*** MATERIALS PROVIDED
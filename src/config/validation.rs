use anyhow::{Context, Result};
use clap::Parser;
use figment::{
    Figment,
    providers::{Env, Format, Serialized, Toml},
};
use garde::Validate;

use super::AppConfig;

#[derive(Parser, Clone, Default)]
#[command(name = "iam-proxy", about = "Caching proxy in front of an IAM provider")]
pub struct Cli {
    /// Path to configuration file
    #[arg(long, env = "APP_CONFIG")]
    pub config: Option<std::path::PathBuf>,

    /// Environment name
    #[arg(long, env = "ENVIRONMENT")]
    pub environment: Option<String>,

    /// Server port
    #[arg(long, env = "PORT")]
    pub port: Option<u16>,

    /// Cache backend: memory or remote
    #[arg(long)]
    pub cache_kind: Option<String>,
}

/// Load configuration: defaults, `config/default.toml`, `config/{env}.toml`,
/// `APP_` environment variables, then CLI flags.
pub fn load_config() -> Result<AppConfig> {
    load_config_from(Cli::parse())
}

pub fn load_config_from(cli: Cli) -> Result<AppConfig> {
    let env_name = cli
        .environment
        .clone()
        .unwrap_or_else(|| std::env::var("ENVIRONMENT").unwrap_or_else(|_| "production".to_string()))
        .to_lowercase();

    let mut figment = Figment::new()
        .merge(Serialized::defaults(AppConfig::default()))
        .merge(Toml::file("config/default.toml"))
        .merge(Toml::file(format!("config/{}.toml", env_name)));

    if let Some(path) = &cli.config {
        figment = figment.merge(Toml::file(path));
    }

    figment = figment
        .merge(Env::prefixed("APP_").split("__"))
        .merge(Serialized::default("environment", &env_name));

    if let Some(port) = cli.port {
        figment = figment.merge(Serialized::default("server.port", port));
    }
    if let Some(kind) = &cli.cache_kind {
        figment = figment.merge(Serialized::default("cache.kind", kind));
    }

    let config: AppConfig = figment
        .extract()
        .context("Invalid configuration")?;

    config.validate().context("Configuration validation failed")?;

    Ok(config)
}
******
TASK GOAL — Which of the lines above hold the string "long"? Pick each of them out.

EXERCISE RESPONSE —
    #[arg(long, env = "APP_CONFIG")]
    #[arg(long, env = "ENVIRONMENT")]
    #[arg(long, env = "PORT")]
    #[arg(long)]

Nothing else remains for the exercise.